Assigned task —
Going line by line through the material below, tally those that contain the word "presentation" and give the count by itself.

Task input —

══════════

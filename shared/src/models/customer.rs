//! Customer models

use chrono::{DateTime, Utc};
use serde::{Deserialize, Serialize};
use uuid::Uuid;

/// A buyer identity
#[derive(Debug, Clone, Serialize, Deserialize)]
pub struct Customer {
    pub id: Uuid,
    pub name: String,
    pub fiscal_condition: FiscalCondition,
    /// CUIT tax identifier, checksum validated on creation
    pub tax_id: Option<String>,
    pub email: Option<String>,
    pub phone: Option<String>,
    pub address: Option<String>,
    pub is_active: bool,
    pub created_at: DateTime<Utc>,
    pub updated_at: DateTime<Utc>,
}

/// Fiscal condition of a customer for invoicing purposes
#[derive(Debug, Clone, Copy, Serialize, Deserialize, PartialEq, Eq)]
#[serde(rename_all = "SCREAMING_SNAKE_CASE")]
pub enum FiscalCondition {
    ResponsableInscripto,
    Monotributo,
    ConsumidorFinal,
    Exento,
}

impl FiscalCondition {
    pub fn as_str(&self) -> &'static str {
        match self {
            FiscalCondition::ResponsableInscripto => "RESPONSABLE_INSCRIPTO",
            FiscalCondition::Monotributo => "MONOTRIBUTO",
            FiscalCondition::ConsumidorFinal => "CONSUMIDOR_FINAL",
            FiscalCondition::Exento => "EXENTO",
        }
    }

    pub fn from_str(s: &str) -> Option<Self> {
        match s {
            "RESPONSABLE_INSCRIPTO" => Some(FiscalCondition::ResponsableInscripto),
            "MONOTRIBUTO" => Some(FiscalCondition::Monotributo),
            "CONSUMIDOR_FINAL" => Some(FiscalCondition::ConsumidorFinal),
            "EXENTO" => Some(FiscalCondition::Exento),
            _ => None,
        }
    }
}
//! Product catalog models

use chrono::{DateTime, Utc};
use rust_decimal::Decimal;
use serde::{Deserialize, Serialize};
use uuid::Uuid;

/// A catalog item
///
/// Products are never deleted, only deactivated, so historical batches
/// and movements always resolve to a product.
#[derive(Debug, Clone, Serialize, Deserialize)]
pub struct Product {
    pub id: Uuid,
    /// Short unique code (e.g., "TOM-CHE")
    pub code: String,
    pub name: String,
    pub category: String,
    pub product_type: String,
    /// Sale presentation (e.g., "caja x 10kg", "bandeja x 500g")
    pub presentation: String,
    pub unit_price: Decimal,
    pub image_url: Option<String>,
    pub is_active: bool,
    pub created_at: DateTime<Utc>,
    pub updated_at: DateTime<Utc>,
}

══════════

Answer section —
2